*** GIVEN ENTRIES Section Begins ***

//! Automated base layout planner for Screeps rooms.
//!
//! A `RoomPlanner` generates several candidate layouts ("variations") per
//! room, one pipeline step per tick, scores each finished layout and keeps
//! the best one. Game access is behind the `RoomIntel` and `PlanStore`
//! traits so planning runs the same in game and in offline tests.

pub mod builder;
pub mod cache;
pub mod constants;
pub mod cost_matrix;
pub mod distance;
pub mod error;
pub mod generator;
pub mod labels;
pub mod location;
pub mod min_cut;
pub mod pathing;
pub mod placement;
pub mod planner;
pub mod room_data;
pub mod room_plan;
pub mod scoring;
pub mod step;
pub mod steps;
pub mod store;
pub mod terrain;
pub mod variation;

pub use error::PlannerError;
pub use labels::LocationType;
pub use location::Location;
pub use planner::{PersistedPlan, PlannerBuilder, PlannerConfig, RoomPlanner};
pub use room_data::{ExitSafety, RoomIntel, StaticRoomIntel};
pub use room_plan::RoomPlan;
pub use step::{PlanningContext, PlanningStep, StepResult};
pub use store::{MemoryPlanStore, PlanStore};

*** GIVEN ENTRIES Section Ends ***

• WHAT YOU SHOULD DO: Set down all of the lines above without altering a word.

• RESULT FOR THIS EXERCISE:
//! Automated base layout planner for Screeps rooms.
//!
//! A `RoomPlanner` generates several candidate layouts ("variations") per
//! room, one pipeline step per tick, scores each finished layout and keeps
//! the best one. Game access is behind the `RoomIntel` and `PlanStore`
//! traits so planning runs the same in game and in offline tests.

pub mod builder;
pub mod cache;
pub mod constants;
pub mod cost_matrix;
pub mod distance;
pub mod error;
pub mod generator;
pub mod labels;
pub mod location;
pub mod min_cut;
pub mod pathing;
pub mod placement;
pub mod planner;
pub mod room_data;
pub mod room_plan;
pub mod scoring;
pub mod step;
pub mod steps;
pub mod store;
pub mod terrain;
pub mod variation;

pub use error::PlannerError;
pub use labels::LocationType;
pub use location::Location;
pub use planner::{PersistedPlan, PlannerBuilder, PlannerConfig, RoomPlanner};
pub use room_data::{ExitSafety, RoomIntel, StaticRoomIntel};
pub use room_plan::RoomPlan;
pub use step::{PlanningContext, PlanningStep, StepResult};
pub use store::{MemoryPlanStore, PlanStore};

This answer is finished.